Certaines avaient l’air assez effrayées de ce qu’il les attendait pour avoir déranger une conversation et donc perturber un futur noble.
Le sourire d’Arthur changea radicalement, bien loin du faux sourire de majordome, il s’agissait là du sourire que porte un grand frère aux plus petits de la famille. Doucement, il aida la jeune fille à se relever ainsi qu’à épousseter saleté ou poussière sur sa robe, probablement toute neuve pour la rentrée de son grand-frère ou sa grande-soeur. Des pardons furent timidement demandés.

– Ce n’est pas grave, l’important est qu’il n’y a pas de blessé. Mais évitez de courir en groupe, il ne faudrait pas qu’un accident arrive.

Arthur avait l’impression de se retrouver devant sa propre petite-soeur et ce changement d’air lui fit étrangement un bien fou. Il ébouriffa doucement les cheveux de l’enfant, de façon ni trop appuyée, ni trop longtemps, avant de la laisser partir avec ses amies.
Il refit face au noble, reprenant un air simple et banal de majordome, ne forçant pas plus que ça sur son sourire.

– Veuillez m’excuser pour le dérangement. Normalement, les élèves sont d’abord invités à se rendre dans leur chambre et à s’y installer confortablement. Je pense que vous pourrez vous y rendre dès le lendemain, il y aura peut-être quelqu’un pour vous y guider.

Il n’était pas sûr que cela plairait au noble, mais il ne pouvait pas faire mieux. Les salles de club n’étaient jamais accessible le premier jour pour éviter les débordements. Même les activités ne commençaient pas tout de suite, surtout pour les premières années. Puis c’était un peu précipiter selon Arthur de vouloir connaître les lieux d’un club qui n’a encore aucun membre, certes, il pourrait prendre de l’avance, mais il lui semblait plus sage de d’abord s’installer dans sa chambre, d’ensuite repérer les lieux de l’Académie. Enfin bref, de finir par le club. Ou alors c’est juste lui qui cherche trop loin et peut-être qu’il cherche à savoir où aller pour ne pas avoir à poser la question plus tard ?
Aah, de toute façon il était trop fatigué pour réfléchir au pourquoi du comment du quoi de qui de où. Il voulait juste finir cette tâche qu’on lui a assigné rapidement et retourner dans son lit. Pourquoi avait-il décidé de toujours faire au mieux les choses ? De prendre son rôle de majordome au sérieux ?
Son regard quitta à nouveau celui du noble pour observer les alentours et voir ceux qui étaient toujours là. Plus beaucoup de personnes, tant mieux. Si le noble avait d’autres questions, il y répondrait plus que volontiers si ça l’empêchait de se retrouver avec un autre élève à aider.
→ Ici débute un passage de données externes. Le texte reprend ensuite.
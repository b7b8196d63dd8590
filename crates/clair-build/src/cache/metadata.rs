//! File identity snapshots for change detection

use serde::{Deserialize, Serialize};
use sha2::{Digest, Sha256};
use std::fs;
use std::io;
use std::path::Path;
use std::time::UNIX_EPOCH;

/// Identity of a file at one point in time
#[derive(Debug, Clone, PartialEq, Eq, Serialize, Deserialize)]
pub struct FileIdentity {
    /// Modification time, nanoseconds since the Unix epoch
    pub modified_ns: u64,
    /// File size in bytes
    pub size: u64,
    /// SHA-256 of the content
    pub hash: String,
}

impl FileIdentity {
    /// Snapshot a file, hashing its content
    pub fn capture(path: &Path) -> io::Result<Self> {
        let (modified_ns, size) = stat(path)?;
        Ok(Self {
            modified_ns,
            size,
            hash: hash_file(path)?,
        })
    }

    /// Check whether the file at `path` still has this identity
    ///
    /// Equal timestamp and size are trusted without reading the file. A changed
    /// timestamp with the same size falls back to comparing content, so a file
    /// that was only touched is not reported as changed.
    pub fn matches(&self, path: &Path) -> io::Result<bool> {
        let (modified_ns, size) = stat(path)?;

        if modified_ns == self.modified_ns && size == self.size {
            return Ok(true);
        }

        if size != self.size {
            return Ok(false);
        }

        Ok(hash_file(path)? == self.hash)
    }
}

/// Modification time (ns) and size of a file
fn stat(path: &Path) -> io::Result<(u64, u64)> {
    let metadata = fs::metadata(path)?;
    let modified = metadata
        .modified()?
        .duration_since(UNIX_EPOCH)
        .map(|d| d.as_nanos() as u64)
        .unwrap_or(0);
    Ok((modified, metadata.len()))
}

/// Compute SHA-256 hash of file content
pub fn hash_file(path: &Path) -> io::Result<String> {
    let content = fs::read(path)?;
    Ok(hash_bytes(&content))
}

/// Compute SHA-256 hash of a byte string
pub fn hash_bytes(bytes: &[u8]) -> String {
    let mut hasher = Sha256::new();
    hasher.update(bytes);
    format!("{:x}", hasher.finalize())
}

#[cfg(test)]
mod tests {
    use super::*;
    use std::thread;
    use std::time::Duration;
    use tempfile::TempDir;

    #[test]
    fn test_capture_and_match_unchanged() {
        let temp_dir = TempDir::new().unwrap();
        let path = temp_dir.path().join("ata.h");
        fs::write(&path, "#define ATA 1\n").unwrap();

        let identity = FileIdentity::capture(&path).unwrap();
        assert_eq!(identity.size, 14);
        assert!(identity.matches(&path).unwrap());
    }

    #[test]
    fn test_detects_modified_content() {
        let temp_dir = TempDir::new().unwrap();
        let path = temp_dir.path().join("ata.h");
        fs::write(&path, "original").unwrap();
        let identity = FileIdentity::capture(&path).unwrap();

        thread::sleep(Duration::from_millis(10));
        fs::write(&path, "modified").unwrap();

        assert!(!identity.matches(&path).unwrap());
    }

    #[test]
    fn test_touch_without_change_matches() {
        let temp_dir = TempDir::new().unwrap();
        let path = temp_dir.path().join("ata.h");
        fs::write(&path, "content").unwrap();
        let identity = FileIdentity::capture(&path).unwrap();

        thread::sleep(Duration::from_millis(10));
        fs::write(&path, "content").unwrap();

        assert!(identity.matches(&path).unwrap());
    }

    #[test]
    fn test_missing_file_is_error() {
        let temp_dir = TempDir::new().unwrap();
        assert!(FileIdentity::capture(&temp_dir.path().join("gone.h")).is_err());
    }

    #[test]
    fn test_hash_bytes_stable() {
        assert_eq!(hash_bytes(b"cc -c"), hash_bytes(b"cc -c"));
        assert_ne!(hash_bytes(b"cc -c"), hash_bytes(b"cc -O2 -c"));
    }
}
– Cependant, si vous tenez absolument à avoir accès à la salle, vous pouvez je suppose toujours vous rendre au bureau du Directeur. C’est là la seule solution à laquelle je pense pour vous permettre d’y accéder plus rapidement.

Il avait à nouveau posé son regard sur le noble dont-il venait de réaliser qu’il ne connaissait ni le nom ni l’âge. Ce n’était pas une formalité nécessaire pour cette première journée, mais avoir un nom sur un visage est toujours préférable. Si l’occasion se présente, il lui demandera.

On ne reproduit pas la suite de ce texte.